Parameters from the best fit to the data simulated with different pulse lengths and the 2-state model as found by Multistart (MATLAB®) with 1000 start points. Minimization by fmincon (bounds κ10, κ20, κ12 ∈ [0.000001,1]). Notice that the fits yield results identical to those used to generate the data. This proves the self-consistency of the procedure. Conversely in Table 2, the parameter values are not stable; suggesting different degradation system dynamics in each experiment.
Fig 4.
Model calibration with data from Ref. [9].
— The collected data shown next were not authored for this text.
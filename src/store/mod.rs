//! In-process implementation of [`ReservationRepository`]: tables in
//! `DashMap`s, an optional on-disk journal, and a [`NotifyHub`] for change
//! events.

mod file;
mod journal;
mod repository;

use std::io;
use std::path::PathBuf;
use std::sync::Arc;

use chrono::NaiveDate;
use dashmap::DashMap;
use tokio::sync::{mpsc, oneshot, Mutex};

use crate::model::*;
use crate::notify::NotifyHub;
use crate::repository::StoreError;

use file::JournalFile;
use journal::JournalCommand;

/// Rows per `ReservationsInserted` record when compacting.
const COMPACT_CHUNK: usize = 256;

pub struct MemoryStore {
    reservations: DashMap<ReservationId, Reservation>,
    /// Activity date → reservation ids on that day.
    by_date: DashMap<NaiveDate, Vec<ReservationId>>,
    organizations: DashMap<OrganizationId, Organization>,
    venues: DashMap<VenueId, Venue>,
    equipment: DashMap<EquipmentId, Equipment>,
    /// Serializes check-then-write so two writers can't both pass the
    /// overlap check for the same slot.
    write_lock: Mutex<()>,
    journal: Option<mpsc::Sender<JournalCommand>>,
    notify: Arc<NotifyHub>,
}

impl MemoryStore {
    /// Store with no durability. Does not need a runtime.
    pub fn in_memory(notify: Arc<NotifyHub>) -> Self {
        Self {
            reservations: DashMap::new(),
            by_date: DashMap::new(),
            organizations: DashMap::new(),
            venues: DashMap::new(),
            equipment: DashMap::new(),
            write_lock: Mutex::new(()),
            journal: None,
            notify,
        }
    }

    /// Replay the journal at `path` and keep appending to it.
    /// Must be called inside a tokio runtime (spawns the journal writer).
    pub fn open(path: PathBuf, notify: Arc<NotifyHub>) -> io::Result<Self> {
        let (file, replay) = JournalFile::recover(&path)?;
        let (tx, rx) = mpsc::channel(4096);
        tokio::spawn(journal::writer_loop(file, rx));

        let mut store = Self::in_memory(notify);
        for event in &replay.events {
            store.apply(event);
        }
        store.journal = Some(tx);
        tracing::info!(
            path = %path.display(),
            records = replay.events.len(),
            tail_discarded = replay.damage.is_some(),
            reservations = store.reservations.len(),
            "journal replayed"
        );
        Ok(store)
    }

    pub fn notify(&self) -> &Arc<NotifyHub> {
        &self.notify
    }

    pub fn reservation_count(&self) -> usize {
        self.reservations.len()
    }

    pub fn is_durable(&self) -> bool {
        self.journal.is_some()
    }

    // ── Event application ────────────────────────────────────

    fn index_date(&self, date: NaiveDate, id: ReservationId) {
        self.by_date.entry(date).or_default().push(id);
    }

    fn unindex_date(&self, date: NaiveDate, id: &ReservationId) {
        if let Some(mut ids) = self.by_date.get_mut(&date) {
            ids.retain(|i| i != id);
        }
        self.by_date.remove_if(&date, |_, ids| ids.is_empty());
    }

    fn put_reservation(&self, row: Reservation) {
        if let Some(old) = self.reservations.get(&row.id).map(|r| r.activity_date) {
            self.unindex_date(old, &row.id);
        }
        self.index_date(row.activity_date, row.id);
        self.reservations.insert(row.id, row);
    }

    fn drop_reservation(&self, id: &ReservationId) -> Option<Reservation> {
        let (_, row) = self.reservations.remove(id)?;
        self.unindex_date(row.activity_date, id);
        Some(row)
    }

    /// Apply a journal record to the in-memory tables. Used for replay and
    /// for live writes after the record is durable.
    fn apply(&self, event: &StoreEvent) {
        match event {
            StoreEvent::ReservationsInserted { rows } => {
                for row in rows {
                    self.put_reservation(row.clone());
                }
            }
            StoreEvent::ReservationUpdated { row } => self.put_reservation(row.clone()),
            StoreEvent::ReservationDeleted { id } => {
                self.drop_reservation(id);
            }
            StoreEvent::OrganizationSaved(org) => {
                self.organizations.insert(org.id, org.clone());
            }
            StoreEvent::OrganizationRemoved { id } => {
                self.organizations.remove(id);
            }
            StoreEvent::VenueSaved(venue) => {
                self.venues.insert(venue.id, venue.clone());
            }
            StoreEvent::VenueRemoved { id } => {
                self.venues.remove(id);
                for doomed in self.reservations_on_venue(*id) {
                    self.drop_reservation(&doomed.id);
                }
            }
            StoreEvent::EquipmentSaved(item) => {
                self.equipment.insert(item.id, item.clone());
            }
            StoreEvent::EquipmentRemoved { id } => {
                self.equipment.remove(id);
            }
        }
    }

    fn reservations_on_venue(&self, venue: VenueId) -> Vec<Reservation> {
        self.reservations
            .iter()
            .filter(|e| e.value().venue_id == Some(venue))
            .map(|e| e.value().clone())
            .collect()
    }

    /// Journal (when durable) then apply. Callers hold `write_lock`.
    async fn persist_and_apply(&self, event: &StoreEvent) -> Result<(), StoreError> {
        if let Some(tx) = &self.journal {
            let (resp_tx, resp_rx) = oneshot::channel();
            tx.send(JournalCommand::Append {
                event: event.clone(),
                response: resp_tx,
            })
            .await
            .map_err(|_| StoreError::Journal("journal writer shut down".into()))?;
            resp_rx
                .await
                .map_err(|_| StoreError::Journal("journal writer dropped response".into()))?
                .map_err(|e| StoreError::Journal(e.to_string()))?;
        }
        self.apply(event);
        Ok(())
    }

    // ── Overlap lookups ──────────────────────────────────────

    pub(crate) fn overlapping(
        &self,
        resource: &ResourceRef,
        date: NaiveDate,
        slot: &TimeSlot,
        exclude: Option<ReservationId>,
    ) -> Vec<Reservation> {
        let Some(ids) = self.by_date.get(&date).map(|ids| ids.value().clone()) else {
            return Vec::new();
        };
        let mut hits: Vec<Reservation> = ids
            .iter()
            .filter(|id| Some(**id) != exclude)
            .filter_map(|id| self.reservations.get(id).map(|r| r.value().clone()))
            .filter(|r| r.uses(resource) && r.slot().overlaps(slot))
            .collect();
        hits.sort_by_key(|r| (r.start_time, r.id));
        hits
    }

    /// First stored row still holding a slot that `row` would collide with.
    fn blocking_row(&self, row: &Reservation) -> Option<(ResourceRef, Reservation)> {
        let slot = row.slot();
        row.resources().into_iter().find_map(|resource| {
            self.overlapping(&resource, row.activity_date, &slot, Some(row.id))
                .into_iter()
                .find(|existing| existing.status.holds_slot())
                .map(|existing| (resource, existing))
        })
    }

    // ── Catalog ──────────────────────────────────────────────

    async fn save_catalog(&self, event: StoreEvent, row: ChangeRow) -> Result<(), StoreError> {
        let _guard = self.write_lock.lock().await;
        let existed = match &row {
            ChangeRow::Organization(org) => self.organizations.contains_key(&org.id),
            ChangeRow::Venue(venue) => self.venues.contains_key(&venue.id),
            ChangeRow::Equipment(item) => self.equipment.contains_key(&item.id),
            ChangeRow::Reservation(r) => self.reservations.contains_key(&r.id),
        };
        self.persist_and_apply(&event).await?;
        let kind = if existed { ChangeKind::Update } else { ChangeKind::Insert };
        self.notify.send(&ChangeEvent::new(kind, row));
        Ok(())
    }

    pub async fn save_organization(&self, org: Organization) -> Result<(), StoreError> {
        self.save_catalog(StoreEvent::OrganizationSaved(org.clone()), ChangeRow::Organization(org))
            .await
    }

    pub async fn save_venue(&self, venue: Venue) -> Result<(), StoreError> {
        self.save_catalog(StoreEvent::VenueSaved(venue.clone()), ChangeRow::Venue(venue))
            .await
    }

    pub async fn save_equipment(&self, item: Equipment) -> Result<(), StoreError> {
        self.save_catalog(StoreEvent::EquipmentSaved(item.clone()), ChangeRow::Equipment(item))
            .await
    }

    /// Current organizations, venues and equipment, each sorted by id.
    pub fn catalog(&self) -> Catalog {
        let mut catalog = Catalog {
            organizations: self.organizations.iter().map(|e| e.value().clone()).collect(),
            venues: self.venues.iter().map(|e| e.value().clone()).collect(),
            equipment: self.equipment.iter().map(|e| e.value().clone()).collect(),
        };
        catalog.organizations.sort_by_key(|o| o.id);
        catalog.venues.sort_by_key(|v| v.id);
        catalog.equipment.sort_by_key(|e| e.id);
        catalog
    }

    /// Remove an organization. Its reservations keep the dangling reference.
    pub async fn remove_organization(&self, id: OrganizationId) -> Result<bool, StoreError> {
        let _guard = self.write_lock.lock().await;
        let Some(org) = self.organizations.get(&id).map(|o| o.value().clone()) else {
            return Ok(false);
        };
        self.persist_and_apply(&StoreEvent::OrganizationRemoved { id }).await?;
        self.notify
            .send(&ChangeEvent::new(ChangeKind::Delete, ChangeRow::Organization(org)));
        Ok(true)
    }

    /// Remove a venue and every reservation made against it.
    /// Returns the number of reservations removed with it.
    pub async fn remove_venue(&self, id: VenueId) -> Result<usize, StoreError> {
        let _guard = self.write_lock.lock().await;
        let venue = self.venues.get(&id).map(|v| v.value().clone());
        let superseded = self.reservations_on_venue(id);
        if venue.is_none() && superseded.is_empty() {
            return Ok(0);
        }
        self.persist_and_apply(&StoreEvent::VenueRemoved { id }).await?;
        if let Some(venue) = venue {
            self.notify
                .send(&ChangeEvent::new(ChangeKind::Delete, ChangeRow::Venue(venue)));
        }
        for row in &superseded {
            self.notify
                .send(&ChangeEvent::new(ChangeKind::Delete, ChangeRow::Reservation(row.clone())));
        }
        tracing::info!(venue = %id, superseded = superseded.len(), "venue removed");
        Ok(superseded.len())
    }

    /// Remove an equipment item. Reservations keep the dangling reference.
    pub async fn remove_equipment(&self, id: EquipmentId) -> Result<bool, StoreError> {
        let _guard = self.write_lock.lock().await;
        let Some(item) = self.equipment.get(&id).map(|e| e.value().clone()) else {
            return Ok(false);
        };
        self.persist_and_apply(&StoreEvent::EquipmentRemoved { id }).await?;
        self.notify
            .send(&ChangeEvent::new(ChangeKind::Delete, ChangeRow::Equipment(item)));
        Ok(true)
    }

    fn view(&self, row: Reservation) -> ReservationView {
        ReservationView {
            organization: self.organizations.get(&row.organization_id).map(|o| o.value().clone()),
            venue_name: row
                .venue_id
                .and_then(|id| self.venues.get(&id).map(|v| v.name.clone())),
            equipment_names: row
                .equipment_ids
                .iter()
                .filter_map(|id| self.equipment.get(id).map(|e| e.name.clone()))
                .collect(),
            reservation: row,
        }
    }

    // ── Compaction ───────────────────────────────────────────

    /// Minimal record sequence that rebuilds the current tables.
    fn snapshot_events(&self) -> Vec<StoreEvent> {
        let mut events: Vec<StoreEvent> = Vec::new();
        events.extend(self.organizations.iter().map(|e| StoreEvent::OrganizationSaved(e.value().clone())));
        events.extend(self.venues.iter().map(|e| StoreEvent::VenueSaved(e.value().clone())));
        events.extend(self.equipment.iter().map(|e| StoreEvent::EquipmentSaved(e.value().clone())));

        let mut rows: Vec<Reservation> = self.reservations.iter().map(|e| e.value().clone()).collect();
        rows.sort_by_key(|r| r.id);
        events.extend(rows.chunks(COMPACT_CHUNK).map(|chunk| StoreEvent::ReservationsInserted {
            rows: chunk.to_vec(),
        }));
        events
    }

    /// Rewrite the journal from current state. No-op for in-memory stores.
    pub async fn compact_journal(&self) -> Result<(), StoreError> {
        let Some(tx) = &self.journal else {
            return Ok(());
        };
        let _guard = self.write_lock.lock().await;
        let events = self.snapshot_events();
        let (resp_tx, resp_rx) = oneshot::channel();
        tx.send(JournalCommand::Compact {
            events,
            response: resp_tx,
        })
        .await
        .map_err(|_| StoreError::Journal("journal writer shut down".into()))?;
        resp_rx
            .await
            .map_err(|_| StoreError::Journal("journal writer dropped response".into()))?
            .map_err(|e| StoreError::Journal(e.to_string()))
    }

    pub async fn journal_appends_since_compact(&self) -> u64 {
        let Some(tx) = &self.journal else {
            return 0;
        };
        let (resp_tx, resp_rx) = oneshot::channel();
        if tx
            .send(JournalCommand::AppendsSinceCompact { response: resp_tx })
            .await
            .is_err()
        {
            return 0;
        }
        resp_rx.await.unwrap_or(0)
    }
}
(a) Decay patterns from Ref. [9] fit individually. Each decay pattern from Ref. [9] is fit with the 2-state model using Eq (11) with C(Δt) from Eq (16). We find that for some of the decay patterns, the parameters obtained from the fitting are different from the others (Table 2). This implies that the underlying system has changed in the different experiments. Possibly the labeling procedure has affected the cells and contributed to a change in the internal environment. (b) Simultaneous fit of pooled real data with Eq (12). Here we pool the decay patterns and fit them simultaneously with the 2-state model. No good fits were found, despite using global and multistart techniques in the parameter search process. This implies that the underlying systems across the experiments can not be described by one unified model, at least not the two state model that we have considered. Possibly the labeling procedure has affected the cells and contributed to a change in the internal environment.
Table 2.
Model parameters for data from Ref. [9].
Parameters from the best fit to the 2-state model as found by Multistart (MATLAB®) with 1000 start points. Minimization by fmincon (bounds κ10, κ20, κ12 ∈ [0.000001,1] min − 1). Notice that each fit yields different parameters. This suggests that the degradation system dynamics in each experiment is different. In contrast Table 1 shows that the fits to simulated data with consistent parameters return the same rates. Data are reported in Table A in S1 Supporting Information
Table 3.
Model parameters for simulated pulse no chase data.
Parameters from the best fit to the 2-state model as found by Multistart (MATLAB®) with 100 start points. Minimization by fmincon (bounds κ10, κ20, κ12 ∈ [0.000001,1] min − 1). The first row is the best fit for the data as if the experimentalist only took 3 measurements at t = 1,2,3 minutes. The 2nd row takes one more measurement (t = 10 minutes) into consideration.
Fig 5.
Simulation of pulse no chase experiments.
Simulation of pulse no chase experiments, where the pulse is applied up until the time of measurement. Data is produced with rates κ10 = 0.0109 min−1, κ20 = 0.0002 min−1 and κ12 = 0.0189 min−1 using Eq (19). Traces show the results of several fits, each fitting taking into consideration one additional data point (Table 3).
Fig 6.
Sensitivity of P(Δt) to the parameters κ10, κ20 and κ12.
We plot the sensitivities of the measurements in a pulse no chase experiment assuming a 2-state model with κ10 = 0.0109 min − 1, κ20 = 0.0002 min − 1 and κ12 = 0.0189 min − 1. (a) Output is only sensitive to small values of κ10. (b) Output is sensitive to a range of κ20. (c) Output is only sensitive to small values of κ12. For all parameters, taking more measurements at later timepoints does not help the parameter estimation because the output is not sensitive to deviations in the parameters at late times.